Unbelievable—Evolution in Complete Free Fall: The Human Lineage Was Somehow “Purged”
Humans, like everything else in biology, contradict evolution. Human uniqueness has sent evolution spiraling for years. Relative brain size, hairless sweaty skin, striding bipedal posture, long-distance running, ability to learn to swim, innate ability to learn languages in childhood, prolonged helplessness of the young, ability to imitate and learn, inter-generational transfer of complex cultures, awareness of self and of the past and future, theory of mind, increased longevity, provisioning by post-menopausal females, difficult childbirth, cerebral cortical asymmetry are just a few from a long list of features that make humans exceptional. Another such feature is the lack of endemic infectious retroviruses in humans. The problem is that these viruses are present in the other primates, and so according to evolutionists these viruses must be present in their common ancestor which, again according to evolution, would be an ancestor of humans as well. This leaves evolution with yet another ridiculous just-so story:
Assuming that the common ancestors of hominids carried multiple endemic infectious retroviruses, how did the human lineage eliminate them? Given that humans remain susceptible to re-infection with both SFVs178 and SIVs177 from other hominids, this seems unlikely to be explained solely on the basis of more efficient host restriction systems. Rather, there seems to have been an episode in which the ancestral human lineage was somehow “purged” of these endemic viruses. In other words, when evolution spontaneously created humans we must have been “purged.” We got a do-over! Hilarious.
All of this lunacy was foreseen by the great Alfred Wallace for which he was, of course, dismissed by evolutionists. After all, Wallace could plainly see that natural law—natural selection in this case—was profoundly limited. Believe it or not, evolution could not do all things:
Wallace lost favour with the scientific community partly because he questioned whether natural selection alone could account for the evolution of human mind, writing: “I do not consider that all nature can be explained on the principles of which I am so ardent an advocate; and that I am now myself going to state objections, and to place limits, to the power of ‘natural selection’. How could ‘natural selection’, or survival of the fittest in the struggle for existence, at all favour the development of mental powers so entirely removed from the material necessities of savage men, and which even now, with our comparatively high civilization, are, in their farthest developments, in advance of the age, and appear to have relation rather to the future of the race than to its actual status?” But problems do not go away just because our religion demands it.
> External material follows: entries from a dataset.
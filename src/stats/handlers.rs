use axum::{
    extract::{Path, State},
    routing::get,
    Json, Router,
};
use tracing::instrument;
use uuid::Uuid;

use crate::{
    auth::services::{current_user, require_admin, AuthUser},
    error::AppError,
    lots::repo::ParkingLot,
    state::AppState,
    stats::{
        dto::{
            AvailableSpotsResponse, ParkingStatsResponse, RevenueStatsResponse, UserStatsResponse,
        },
        repo,
    },
};

pub fn stats_routes() -> Router<AppState> {
    Router::new()
        .route("/stats/parking", get(parking_stats))
        .route("/stats/revenue", get(revenue_stats))
        .route("/stats/users/:id", get(user_stats))
        // Public: no auth, used by the lot picker.
        .route("/lots/:id/available-spots", get(available_spots))
}

#[instrument(skip(state))]
pub async fn parking_stats(
    State(state): State<AppState>,
    AuthUser(user_id): AuthUser,
) -> Result<Json<ParkingStatsResponse>, AppError> {
    let user = current_user(&state.db, user_id).await?;
    require_admin(&user)?;

    let overall = repo::overall_counts(&state.db).await?;
    let lots = repo::per_lot_counts(&state.db).await?;
    Ok(Json(ParkingStatsResponse {
        overall: overall.into(),
        lots: lots.into_iter().map(Into::into).collect(),
    }))
}

#[instrument(skip(state))]
pub async fn revenue_stats(
    State(state): State<AppState>,
    AuthUser(user_id): AuthUser,
) -> Result<Json<RevenueStatsResponse>, AppError> {
    let user = current_user(&state.db, user_id).await?;
    require_admin(&user)?;

    let daily = repo::daily_revenue(&state.db).await?;
    let monthly = repo::monthly_revenue(&state.db).await?;
    Ok(Json(RevenueStatsResponse {
        daily: daily.into_iter().map(Into::into).collect(),
        monthly: monthly.into_iter().map(Into::into).collect(),
    }))
}

/// A user may read their own stats; admins may read anyone's.
#[instrument(skip(state))]
pub async fn user_stats(
    State(state): State<AppState>,
    AuthUser(caller_id): AuthUser,
    Path(id): Path<Uuid>,
) -> Result<Json<UserStatsResponse>, AppError> {
    let caller = current_user(&state.db, caller_id).await?;
    if !caller.is_admin && caller.id != id {
        return Err(AppError::Forbidden("cannot view another user's stats".into()));
    }

    let row = repo::user_stats(&state.db, id).await?;
    Ok(Json(UserStatsResponse::from_row(id, row)))
}

#[instrument(skip(state))]
pub async fn available_spots(
    State(state): State<AppState>,
    Path(id): Path<Uuid>,
) -> Result<Json<AvailableSpotsResponse>, AppError> {
    let lot = ParkingLot::find_by_id(&state.db, id)
        .await?
        .ok_or_else(|| AppError::NotFound("parking lot not found".into()))?;
    let spots = repo::available_spots(&state.db, id).await?;
    Ok(Json(AvailableSpotsResponse {
        lot_id: lot.id,
        lot_name: lot.name,
        price_per_hour: lot.price,
        total_available: spots.len(),
        available_spots: spots.into_iter().map(Into::into).collect(),
    }))
}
And so even evolutionists must admit that Wallace’s Conundrum remains unresolved. That’s putting it mildly:
Although Wallace was criticized for apparently invoking spiritual explanations, one of his key points remains valid — that it is difficult to explain how conventional natural selection could have selected ahead of time for the remarkable capabilities of the human mind, which we are still continuing to explore today. An example is writing, which was invented long after the human mind evolved and continues to be modified and utilized in myriad ways. Explanations based on exaptation seem inadequate, as most of what the human mind routinely does today did not even exist at the time it was originally evolving. Experts in human evolution or cognition have yet to provide a truly satisfactory explanation. Thus, ‘Wallace’s Conundrum’ remains unresolved: “[...] that the same law which appears to have sufficed for the development of animals, has been alone the cause of man’s superior mental nature, [...] will, I have no doubt, be overruled and explained away. But I venture to think they will nevertheless maintain their ground, and that they can only be met by the discovery of new facts or new laws, of a nature very different from any yet known to us.” But Wallace was nobody’s fool. As he presciently foresaw, his Conundrum would be “overruled and explained away” by evolutionists.
Wallace was by no means free of the theological naturalism that has today infected and gone viral in science. But at least he was man enough to admit to the obvious limitations. Unfortunately the same cannot be said for evolutionists, before and after.
Religion drives science, and it matters.